- Your task -
Your output should be one number, which is how many lines in the material contain "else".

——

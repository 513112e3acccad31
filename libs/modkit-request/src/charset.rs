//! Character set detection and text codecs.
//!
//! Response bodies are decoded with the charset announced in the
//! `Content-Type` header; request text bodies are encoded with the charset
//! configured on the request. Unknown or missing charsets fall back to UTF-8.

use std::fmt;

/// Supported character sets
#[derive(Debug, Clone, Copy, Default, PartialEq, Eq, Hash)]
#[non_exhaustive]
pub enum Charset {
    /// 7-bit US-ASCII; bytes above `0x7F` decode to `?`
    UsAscii,
    /// Windows-1252, also used for `iso-8859-1` labels
    Windows1252,
    /// UTF-7 (RFC 2152)
    Utf7,
    /// UTF-8
    #[default]
    Utf8,
    /// UTF-16, little-endian unless a BOM says otherwise
    Utf16,
    /// UTF-32, little-endian
    Utf32,
}

impl Charset {
    /// Look up a charset by its label (case-insensitive)
    ///
    /// Returns `None` for labels that are not recognized.
    #[must_use]
    pub fn from_label(label: &str) -> Option<Self> {
        let label = label.trim().trim_matches('"').to_ascii_lowercase();
        match label.as_str() {
            "us-ascii" | "ascii" => Some(Self::UsAscii),
            "iso-8859-1" | "latin1" | "windows-1252" | "cp1252" => Some(Self::Windows1252),
            "utf-7" | "utf7" => Some(Self::Utf7),
            "utf-8" | "utf8" => Some(Self::Utf8),
            "utf-16" | "utf-16le" | "unicode" => Some(Self::Utf16),
            "utf-32" | "utf-32le" => Some(Self::Utf32),
            _ => None,
        }
    }

    /// Detect the charset of a `Content-Type` header value
    ///
    /// The value is split on `;`, each segment is trimmed and lower-cased and
    /// the first `charset=<label>` segment decides. Absent header, absent
    /// parameter, or an unknown label all resolve to UTF-8.
    #[must_use]
    pub fn from_content_type(content_type: Option<&str>) -> Self {
        let Some(content_type) = content_type else {
            return Self::Utf8;
        };
        content_type
            .split(';')
            .map(|segment| segment.trim().to_ascii_lowercase())
            .find_map(|segment| {
                segment
                    .strip_prefix("charset=")
                    .map(|label| Self::from_label(label).unwrap_or_default())
            })
            .unwrap_or_default()
    }

    /// Canonical label
    #[must_use]
    pub fn name(self) -> &'static str {
        match self {
            Self::UsAscii => "us-ascii",
            Self::Windows1252 => "windows-1252",
            Self::Utf7 => "utf-7",
            Self::Utf8 => "utf-8",
            Self::Utf16 => "utf-16",
            Self::Utf32 => "utf-32",
        }
    }

    /// Decode bytes into text, replacing malformed sequences
    #[must_use]
    pub fn decode(self, bytes: &[u8]) -> String {
        match self {
            Self::UsAscii => bytes
                .iter()
                .map(|&b| if b.is_ascii() { char::from(b) } else { '?' })
                .collect(),
            Self::Windows1252 => encoding_rs::WINDOWS_1252.decode(bytes).0.into_owned(),
            Self::Utf7 => utf7::decode(bytes),
            Self::Utf8 => encoding_rs::UTF_8.decode(bytes).0.into_owned(),
            Self::Utf16 => encoding_rs::UTF_16LE.decode(bytes).0.into_owned(),
            Self::Utf32 => decode_utf32_le(bytes),
        }
    }

    /// Encode text into bytes
    ///
    /// Characters that the charset cannot represent become `?` for ASCII and
    /// numeric character references for Windows-1252.
    #[must_use]
    pub fn encode(self, text: &str) -> Vec<u8> {
        match self {
            Self::UsAscii => text
                .chars()
                .map(|c| u8::try_from(c).ok().filter(u8::is_ascii).unwrap_or(b'?'))
                .collect(),
            Self::Windows1252 => encoding_rs::WINDOWS_1252.encode(text).0.into_owned(),
            Self::Utf7 => utf7::encode(text),
            Self::Utf8 => text.as_bytes().to_vec(),
            Self::Utf16 => text.encode_utf16().flat_map(u16::to_le_bytes).collect(),
            Self::Utf32 => text
                .chars()
                .flat_map(|c| u32::from(c).to_le_bytes())
                .collect(),
        }
    }
}

impl fmt::Display for Charset {
    fn fmt(&self, f: &mut fmt::Formatter<'_>) -> fmt::Result {
        f.write_str(self.name())
    }
}

fn decode_utf32_le(bytes: &[u8]) -> String {
    let bytes = bytes.strip_prefix(&[0xFF, 0xFE, 0x00, 0x00]).unwrap_or(bytes);
    let chunks = bytes.chunks_exact(4);
    let trailing = !chunks.remainder().is_empty();
    let mut text: String = chunks
        .map(|chunk| {
            let code = u32::from_le_bytes([chunk[0], chunk[1], chunk[2], chunk[3]]);
            char::from_u32(code).unwrap_or(char::REPLACEMENT_CHARACTER)
        })
        .collect();
    if trailing {
        text.push(char::REPLACEMENT_CHARACTER);
    }
    text
}

mod utf7 {
    const ALPHABET: &[u8; 64] =
        b"ABCDEFGHIJKLMNOPQRSTUVWXYZabcdefghijklmnopqrstuvwxyz0123456789+/";

    /// Set D, set O, and the whitespace characters RFC 2152 allows verbatim.
    fn is_direct(c: char) -> bool {
        c.is_ascii_alphanumeric()
            || matches!(c, ' ' | '\t' | '\r' | '\n')
            || "'(),-./:?!\"#$%&*;<=>@[]^_`{|}".contains(c)
    }

    fn sextet(b: u8) -> Option<u32> {
        let value = match b {
            b'A'..=b'Z' => b - b'A',
            b'a'..=b'z' => b - b'a' + 26,
            b'0'..=b'9' => b - b'0' + 52,
            b'+' => 62,
            b'/' => 63,
            _ => return None,
        };
        Some(u32::from(value))
    }

    fn flush_run(out: &mut Vec<u8>, units: &mut Vec<u16>) {
        if units.is_empty() {
            return;
        }
        out.push(b'+');
        let mut bits: u32 = 0;
        let mut nbits: u32 = 0;
        for unit in units.drain(..) {
            bits = (bits << 16) | u32::from(unit);
            nbits += 16;
            while nbits >= 6 {
                nbits -= 6;
                out.push(ALPHABET[((bits >> nbits) & 0x3F) as usize]);
            }
            bits &= (1 << nbits) - 1;
        }
        if nbits > 0 {
            out.push(ALPHABET[((bits << (6 - nbits)) & 0x3F) as usize]);
        }
        out.push(b'-');
    }

    pub(super) fn encode(text: &str) -> Vec<u8> {
        let mut out = Vec::with_capacity(text.len());
        let mut units = Vec::new();
        for c in text.chars() {
            if c == '+' {
                flush_run(&mut out, &mut units);
                out.extend_from_slice(b"+-");
            } else if let Some(byte) = u8::try_from(c).ok().filter(|_| is_direct(c)) {
                flush_run(&mut out, &mut units);
                out.push(byte);
            } else {
                let mut buf = [0u16; 2];
                units.extend_from_slice(c.encode_utf16(&mut buf));
            }
        }
        flush_run(&mut out, &mut units);
        out
    }

    pub(super) fn decode(bytes: &[u8]) -> String {
        let mut out = String::with_capacity(bytes.len());
        let mut units: Vec<u16> = Vec::new();
        let mut i = 0;
        while i < bytes.len() {
            let b = bytes[i];
            i += 1;
            if b != b'+' {
                out.push(if b.is_ascii() {
                    char::from(b)
                } else {
                    char::REPLACEMENT_CHARACTER
                });
                continue;
            }
            if bytes.get(i) == Some(&b'-') {
                out.push('+');
                i += 1;
                continue;
            }
            let mut bits: u32 = 0;
            let mut nbits: u32 = 0;
            while let Some(value) = bytes.get(i).copied().and_then(sextet) {
                bits = (bits << 6) | value;
                nbits += 6;
                if nbits >= 16 {
                    nbits -= 16;
                    units.push(u16::try_from((bits >> nbits) & 0xFFFF).unwrap_or(0xFFFD));
                    bits &= (1 << nbits) - 1;
                }
                i += 1;
            }
            if bytes.get(i) == Some(&b'-') {
                i += 1;
            }
            out.push_str(&String::from_utf16_lossy(&units));
            units.clear();
        }
        out
    }
}

#[cfg(test)]
#[cfg_attr(coverage_nightly, coverage(off))]
mod tests {
    use super::*;

    #[test]
    fn test_detects_latin1_charset() {
        let charset = Charset::from_content_type(Some("text/html; charset=iso-8859-1"));
        assert_eq!(charset, Charset::Windows1252);
        assert_eq!(charset.decode(&[0x63, 0x61, 0x66, 0xE9]), "caf\u{e9}");
    }

    #[test]
    fn test_missing_charset_is_utf8() {
        assert_eq!(
            Charset::from_content_type(Some("application/json")),
            Charset::Utf8
        );
        assert_eq!(Charset::from_content_type(None), Charset::Utf8);
    }

    #[test]
    fn test_unknown_charset_is_utf8() {
        assert_eq!(
            Charset::from_content_type(Some("text/plain; charset=koi8-r")),
            Charset::Utf8
        );
    }

    #[test]
    fn test_charset_detection_is_case_and_space_insensitive() {
        assert_eq!(
            Charset::from_content_type(Some("text/plain;   CHARSET=\"UTF-16\"")),
            Charset::Utf16
        );
        assert_eq!(
            Charset::from_content_type(Some("text/plain; format=flowed; charset=us-ascii")),
            Charset::UsAscii
        );
    }

    #[test]
    fn test_ascii_replaces_high_bytes() {
        assert_eq!(Charset::UsAscii.decode(b"ok\xFF"), "ok?");
        assert_eq!(Charset::UsAscii.encode("caf\u{e9}"), b"caf?".to_vec());
    }

    #[test]
    fn test_utf16_and_utf32_codecs() {
        let text = "A\u{20ac}";
        let utf16 = Charset::Utf16.encode(text);
        assert_eq!(utf16, vec![0x41, 0x00, 0xAC, 0x20]);
        assert_eq!(Charset::Utf16.decode(&utf16), text);

        let utf32 = Charset::Utf32.encode(text);
        assert_eq!(utf32, vec![0x41, 0, 0, 0, 0xAC, 0x20, 0, 0]);
        assert_eq!(Charset::Utf32.decode(&utf32), text);
    }

    #[test]
    fn test_utf7_rfc_example() {
        let text = "Hi Mom -\u{263a}-!";
        let encoded = Charset::Utf7.encode(text);
        assert_eq!(encoded, b"Hi Mom -+Jjo--!".to_vec());
        assert_eq!(Charset::Utf7.decode(&encoded), text);
    }

    #[test]
    fn test_utf7_plus_sign() {
        assert_eq!(Charset::Utf7.encode("1+1"), b"1+-1".to_vec());
        assert_eq!(Charset::Utf7.decode(b"1+-1"), "1+1");
    }

    #[test]
    fn test_utf8_strips_bom_and_replaces_invalid() {
        assert_eq!(Charset::Utf8.decode(b"\xEF\xBB\xBFhi"), "hi");
        assert_eq!(Charset::Utf8.decode(b"a\xFFb"), "a\u{fffd}b");
    }
}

——

- Completed exercise -
5